Thukten Zangpo

Ministry of Finance (MoF) has said that undervaluation, misdeclaration, and non-declaration of the import and export consignment is a criminal offence and asked importers and exporters to refrain from such practises.

The MoF notified on December 24 that some importers have taken undue advantage of the Department of Revenue and Customs’ (DRC) initiative of zero contact import consignments clearing due to Covid-19.

The department apprehended repeat offenders.

In an earlier interview, director-general of DRC, Wangchuk Thayey, said that with the sheer number of customs officials involved in checking the vehicles and following the Covid-19 protocols, it is difficult to regulate.

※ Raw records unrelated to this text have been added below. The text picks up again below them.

mod error;
mod path;
mod value;

pub use error::{err, Error, Result};
pub use path::{
    contains_wildcard, entity_id, is_wildcard_segment, join, join_owned, last, parent, split,
    top_level,
};
pub use value::{OrderKey, Value};
use indexmap::IndexMap;

use crate::DataStore;

/// Mapping from full path to absolute expiry timestamp (Unix seconds). Not
/// persisted to disk: the original's `expires_store` is rebuilt from SET
/// `EXPIRE(...)` calls during the process's lifetime only.
#[derive(Clone, Debug, Default)]
pub struct TtlStore {
    expires: IndexMap<String, i64>,
}

impl TtlStore {
    pub fn new() -> Self {
        TtlStore::default()
    }

    pub fn set(&mut self, path: &str, expire_at: i64) {
        self.expires.insert(path.to_string(), expire_at);
    }

    pub fn remove(&mut self, path: &str) {
        self.expires.shift_remove(path);
    }

    pub fn get(&self, path: &str) -> Option<i64> {
        self.expires.get(path).copied()
    }

    pub fn len(&self) -> usize {
        self.expires.len()
    }

    pub fn is_empty(&self) -> bool {
        self.expires.is_empty()
    }

    /// Remove every path whose expiry is `<= now` from both the TTL store
    /// and the document tree, pruning ancestors left empty. Returns the
    /// paths that were actually removed (for cache invalidation and
    /// subscriber notification at the scheduler tick).
    pub fn sweep(&mut self, data: &mut DataStore, now: i64) -> Vec<String> {
        let expired: Vec<String> = self
            .expires
            .iter()
            .filter(|(_, exp)| **exp <= now)
            .map(|(k, _)| k.clone())
            .collect();

        let mut removed = Vec::new();
        for path in expired {
            if data.delete(&path).is_some() {
                data.prune_ancestors(&path);
                removed.push(path.clone());
            }
            self.expires.shift_remove(&path);
        }
        removed
    }
}

#[cfg(test)]
mod tests {
    use super::*;
    use mgin_base::Value;

    #[test]
    fn sweep_removes_expired_paths_and_empty_ancestors() {
        let mut data = DataStore::new();
        data.set("session:1:token", Value::Str("abc".into())).unwrap();
        let mut ttl = TtlStore::new();
        ttl.set("session:1:token", 100);
        let removed = ttl.sweep(&mut data, 200);
        assert_eq!(removed, vec!["session:1:token".to_string()]);
        assert_eq!(data.get("session:1"), None);
        assert!(ttl.is_empty());
    }

    #[test]
    fn sweep_keeps_unexpired_paths() {
        let mut data = DataStore::new();
        data.set("session:1:token", Value::Str("abc".into())).unwrap();
        let mut ttl = TtlStore::new();
        ttl.set("session:1:token", 1_000_000);
        let removed = ttl.sweep(&mut data, 200);
        assert!(removed.is_empty());
        assert!(data.get("session:1:token").is_some());
    }
}
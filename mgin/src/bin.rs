// Process entrypoint: load configuration, bring up the single-writer
// engine (§3.7, §5), sync from a replication master when configured as a
// slave (§4.13), then accept WebSocket connections until a signal or a
// `SERVERSTOP` command asks for an orderly shutdown (§5 "Cancellation").

use mgin_config::Config;
use mgin_net::engine::Engine;
use std::path::PathBuf;
use tokio::net::TcpListener;
use tracing::{error, info, warn};
use tracing_subscriber::EnvFilter;

#[tokio::main]
async fn main() {
    tracing_subscriber::fmt()
        .with_env_filter(EnvFilter::try_from_default_env().unwrap_or_else(|_| EnvFilter::new("info")))
        .init();

    let base_dir: PathBuf = std::env::args().nth(1).map(PathBuf::from).unwrap_or_else(|| PathBuf::from("."));
    if let Err(e) = std::fs::create_dir_all(base_dir.join("data")) {
        error!(target: "mgin", "could not create data directory under {}: {e}", base_dir.display());
        std::process::exit(1);
    }

    let config = match Config::load(base_dir.join("conf.json")) {
        Ok(config) => config,
        Err(e) => {
            error!(target: "mgin", "could not load configuration: {e}");
            std::process::exit(1);
        }
    };

    let mut engine = match Engine::load(config, base_dir) {
        Ok(engine) => engine,
        Err(e) => {
            error!(target: "mgin", "could not initialize engine: {e}");
            std::process::exit(1);
        }
    };

    if engine.config.get_bool("REPLICATION") && engine.config.get_str("REPLICATION_TYPE").eq_ignore_ascii_case("SLAVE")
    {
        let master = engine.config.get_str("REPLICATION_MASTER");
        if master.is_empty() {
            warn!(target: "mgin", "REPLICATION_TYPE is SLAVE but REPLICATION_MASTER is unset, starting from local snapshots");
        } else {
            info!(target: "mgin", "syncing initial state from replication master {master}");
            match mgin_replicate::sync_from_master(&master).await {
                Ok((data, indices)) => {
                    engine.data = mgin_store::DataStore::from_value(data);
                    engine.index = mgin_index::IndexEngine::from_value(&indices);
                    engine.mark_data_dirty();
                    engine.mark_index_dirty();
                }
                Err(e) => {
                    warn!(target: "mgin", "initial sync from master failed, starting from local snapshots: {e}");
                }
            }
        }
    }

    let host = engine.config.get_str("HOST");
    let port = engine.config.get_str("PORT");
    let addr = format!("{host}:{port}");

    let listener = match TcpListener::bind(&addr).await {
        Ok(listener) => listener,
        Err(e) => {
            error!(target: "mgin", "could not bind {addr}: {e}");
            std::process::exit(1);
        }
    };
    info!(target: "mgin", "mgin listening on {addr}");

    let (handle, engine_task) = mgin_net::spawn_engine(engine);

    let accept_handle = handle.clone();
    let accept_loop = tokio::spawn(async move {
        loop {
            match listener.accept().await {
                Ok((stream, peer)) => {
                    let handle = accept_handle.clone();
                    tokio::spawn(async move {
                        mgin_net::handle_connection(stream, peer, handle).await;
                    });
                }
                Err(e) => {
                    warn!(target: "mgin", "accept error: {e}");
                }
            }
        }
    });

    let mut engine_task = engine_task;
    tokio::select! {
        _ = wait_for_shutdown_signal() => {
            info!(target: "mgin", "shutdown signal received, asking the engine to stop");
            let reply = handle.submit("SERVERSTOP".to_string()).await;
            info!(target: "mgin", "{reply}");
            let _ = (&mut engine_task).await;
        }
        result = &mut engine_task => {
            if let Err(e) = result {
                error!(target: "mgin", "engine task ended unexpectedly: {e}");
            }
        }
    }

    accept_loop.abort();
    info!(target: "mgin", "mgin stopped");
}

#[cfg(unix)]
async fn wait_for_shutdown_signal() {
    use tokio::signal::unix::{signal, SignalKind};
    let mut sigterm = signal(SignalKind::terminate()).expect("failed to install SIGTERM handler");
    tokio::select! {
        _ = tokio::signal::ctrl_c() => {}
        _ = sigterm.recv() => {}
    }
}

#[cfg(not(unix))]
async fn wait_for_shutdown_signal() {
    let _ = tokio::signal::ctrl_c().await;
}
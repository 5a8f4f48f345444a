// The cron-driven task registry (§4.10, §3.6). This crate only owns the
// registry and the cron arithmetic; the actual 1-second tick loop, the
// TTL/cache sweep, and the snapshot-flush cadence live in the `mgin`
// binary and `mgin-net`'s engine, which call `tick` once per second and
// dispatch the returned commands back through the command processor (a
// dependency this crate cannot take without a cycle — see SPEC_FULL.md
// design notes on `SchedulerProbe`).

use chrono::{TimeZone, Utc};
use cron::Schedule;
use indexmap::IndexMap;
use mgin_base::{err, Result, Value};
use regex::Regex;
use std::str::FromStr;

#[derive(Clone, Debug)]
pub struct Task {
    pub command: String,
    pub last_run: Option<i64>,
    pub next_run: i64,
}

#[derive(Clone, Debug, Default)]
pub struct Scheduler {
    /// cron expression -> task_key -> task. Exactly one entry per
    /// task_key globally (§3.6): `add` removes any existing task with the
    /// same key under a different cron expression before inserting.
    registry: IndexMap<String, IndexMap<String, Task>>,
    active: bool,
}

impl Scheduler {
    pub fn new(active: bool) -> Self {
        Scheduler { registry: IndexMap::new(), active }
    }

    pub fn is_active(&self) -> bool {
        self.active
    }

    pub fn set_active(&mut self, active: bool) {
        self.active = active;
    }

    pub fn add(&mut self, cron_expr: &str, task_key: &str, command: &str, now: i64) -> Result<()> {
        if !is_cron_format(cron_expr) {
            return Err(err(format!("'{cron_expr}' is not a valid cron expression")));
        }
        let next_run = next_run_after(cron_expr, now)?;
        self.remove_key(task_key);
        self.registry
            .entry(cron_expr.to_string())
            .or_default()
            .insert(task_key.to_string(), Task { command: command.to_string(), last_run: None, next_run });
        Ok(())
    }

    fn remove_key(&mut self, task_key: &str) {
        let mut drained = Vec::new();
        for (cron_expr, tasks) in self.registry.iter_mut() {
            tasks.shift_remove(task_key);
            if tasks.is_empty() {
                drained.push(cron_expr.clone());
            }
        }
        for cron_expr in drained {
            self.registry.shift_remove(&cron_expr);
        }
    }

    pub fn del(&mut self, task_key: &str) -> Result<()> {
        let existed = self.registry.values().any(|tasks| tasks.contains_key(task_key));
        if !existed {
            return Err(err(format!("Scheduled task '{task_key}' not found")));
        }
        self.remove_key(task_key);
        Ok(())
    }

    pub fn flush_all(&mut self) {
        self.registry.clear();
    }

    pub fn flush_cron(&mut self, cron_expr: &str) -> Result<()> {
        if self.registry.shift_remove(cron_expr).is_none() {
            return Err(err(format!("No tasks scheduled under '{cron_expr}'")));
        }
        Ok(())
    }

    /// `SCHEDULE SHOW ALL`.
    pub fn show_all(&self) -> Value {
        let mut out = IndexMap::new();
        for (cron_expr, tasks) in &self.registry {
            out.insert(cron_expr.clone(), tasks_to_value(tasks));
        }
        Value::Object(out)
    }

    /// `SCHEDULE SHOW <cron>` or `SCHEDULE SHOW <task_key>`, whichever
    /// matches: an exact cron expression first, then a task key across
    /// every cron bucket.
    pub fn show(&self, selector: &str) -> Result<Value> {
        if let Some(tasks) = self.registry.get(selector) {
            return Ok(tasks_to_value(tasks));
        }
        for tasks in self.registry.values() {
            if let Some(task) = tasks.get(selector) {
                return Ok(task_to_value(task));
            }
        }
        Err(err(format!("'{selector}' matches no scheduled cron expression or task")))
    }

    /// One scheduler tick: every task whose `next_run <= now` is returned
    /// (key, command) and has `last_run`/`next_run` advanced in place.
    pub fn tick(&mut self, now: i64) -> Vec<(String, String)> {
        let mut due = Vec::new();
        for (cron_expr, tasks) in self.registry.iter_mut() {
            for (key, task) in tasks.iter_mut() {
                if task.next_run <= now {
                    due.push((key.clone(), task.command.clone()));
                    task.last_run = Some(now);
                    if let Ok(next) = next_run_after(cron_expr, now) {
                        task.next_run = next;
                    }
                }
            }
        }
        due
    }

    pub fn to_value(&self) -> Value {
        self.show_all()
    }

    pub fn from_value(v: &Value, now: i64) -> Scheduler {
        let mut scheduler = Scheduler::new(true);
        if let Value::Object(crons) = v {
            for (cron_expr, tasks) in crons {
                if !is_cron_format(cron_expr) {
                    continue;
                }
                if let Value::Object(tasks) = tasks {
                    for (key, task) in tasks {
                        if let Value::Object(fields) = task {
                            let command = fields.get("command").map(Value::stringify).unwrap_or_default();
                            let next_run = fields
                                .get("next_run")
                                .and_then(Value::as_i64)
                                .unwrap_or_else(|| next_run_after(cron_expr, now).unwrap_or(now));
                            let last_run = fields.get("last_run").and_then(Value::as_i64);
                            scheduler
                                .registry
                                .entry(cron_expr.clone())
                                .or_default()
                                .insert(key.clone(), Task { command, last_run, next_run });
                        }
                    }
                }
            }
        }
        scheduler
    }
}

fn tasks_to_value(tasks: &IndexMap<String, Task>) -> Value {
    let mut out = IndexMap::new();
    for (key, task) in tasks {
        out.insert(key.clone(), task_to_value(task));
    }
    Value::Object(out)
}

fn task_to_value(task: &Task) -> Value {
    let mut out = IndexMap::new();
    out.insert("command".to_string(), Value::Str(task.command.clone()));
    out.insert("last_run".to_string(), task.last_run.map(Value::Int).unwrap_or(Value::Null));
    out.insert("next_run".to_string(), Value::Int(task.next_run));
    Value::Object(out)
}

/// Standard 5-field cron (minute hour day month weekday), optionally
/// followed by a 4-digit year — matching the original's detector regex
/// (SPEC_FULL.md §4.10).
pub fn is_cron_format(s: &str) -> bool {
    let re = Regex::new(r"^(\S+\s+){4}\S+(\s+\d{4})?$").unwrap();
    re.is_match(s.trim())
}

/// Compute the next run timestamp strictly after `after`, by handing the
/// 5/6-field expression to the `cron` crate with a synthetic leading
/// seconds field of `0` (that crate requires 6 or 7 fields: sec min hour
/// day month dow [year]).
fn next_run_after(cron_expr: &str, after: i64) -> Result<i64> {
    let schedule_str = format!("0 {}", cron_expr.trim());
    let schedule = Schedule::from_str(&schedule_str).map_err(|e| err(format!("Invalid cron expression: {e}")))?;
    let after_dt = Utc
        .timestamp_opt(after, 0)
        .single()
        .ok_or_else(|| err("Invalid timestamp"))?;
    schedule
        .after(&after_dt)
        .next()
        .map(|dt| dt.timestamp())
        .ok_or_else(|| err("Cron expression has no future occurrence"))
}

#[cfg(test)]
mod tests {
    use super::*;

    #[test]
    fn detects_five_field_cron() {
        assert!(is_cron_format("* * * * *"));
        assert!(is_cron_format("0 0 * * 1 2030"));
        assert!(!is_cron_format("not a cron"));
    }

    #[test]
    fn add_computes_next_run_in_the_future() {
        let mut s = Scheduler::new(true);
        s.add("* * * * *", "sweep", "FLUSHCACHE", 1_000).unwrap();
        let shown = s.show("sweep").unwrap();
        let next = shown.as_object().unwrap().get("next_run").unwrap().as_i64().unwrap();
        assert!(next > 1_000);
    }

    #[test]
    fn add_enforces_global_task_key_uniqueness() {
        let mut s = Scheduler::new(true);
        s.add("* * * * *", "sweep", "FLUSHCACHE", 1_000).unwrap();
        s.add("0 * * * *", "sweep", "FLUSHALL", 1_000).unwrap();
        assert_eq!(s.registry.len(), 1);
        let shown = s.show("sweep").unwrap();
        assert_eq!(shown.as_object().unwrap().get("command"), Some(&Value::Str("FLUSHALL".into())));
    }

    #[test]
    fn tick_fires_due_tasks_and_advances_next_run() {
        let mut s = Scheduler::new(true);
        s.add("* * * * *", "sweep", "FLUSHCACHE", 0).unwrap();
        s.registry.get_mut("* * * * *").unwrap().get_mut("sweep").unwrap().next_run = 500;
        let due = s.tick(500);
        assert_eq!(due, vec![("sweep".to_string(), "FLUSHCACHE".to_string())]);
        let shown = s.show("sweep").unwrap();
        assert_eq!(shown.as_object().unwrap().get("last_run"), Some(&Value::Int(500)));
    }

    #[test]
    fn del_removes_task_from_its_cron_bucket() {
        let mut s = Scheduler::new(true);
        s.add("* * * * *", "sweep", "FLUSHCACHE", 0).unwrap();
        s.del("sweep").unwrap();
        assert!(s.show("sweep").is_err());
        assert!(s.registry.is_empty());
    }
}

“Although, some import invoices are non-taxable, upon physical verification, the items would be taxable,” he said, adding that it takes at least three hours to check a truckload of goods.

The ministry stated that despite downward revision of the customs duty to a flat rate of 10 percent on all the consumable items to promote compliance, the compliance of the importers has not improved in terms of the declaration.

As per section 146 of the Customs Act of Bhutan 2017, mis-declaration, undervaluation, and non-declaration is a criminal offence. The guilty shall be liable for prosecution as per the penal Code of Bhutan.

“Such offences, categorised as a criminal offence, shall not merit appeal at any level,” the ministry stated.

The ministry also stated that collaboration with other relevant agencies, it has initiated an investigation to establish the modus operandi of such offence and shall accordingly initiate necessary intervention.

According to the National Accounts Statistics 2021, taxes on products (indirect taxes) growth dropped to -49.48 percent in 2020 compared to the previous year.

At Nu 4.596 billion, the drop was one of the highest within the past 19 years.

The DRC plans to come up with the Bhutan Integrated Taxation Systems and Goods and Services Tax software by July next year to ensure minimal tax leakage.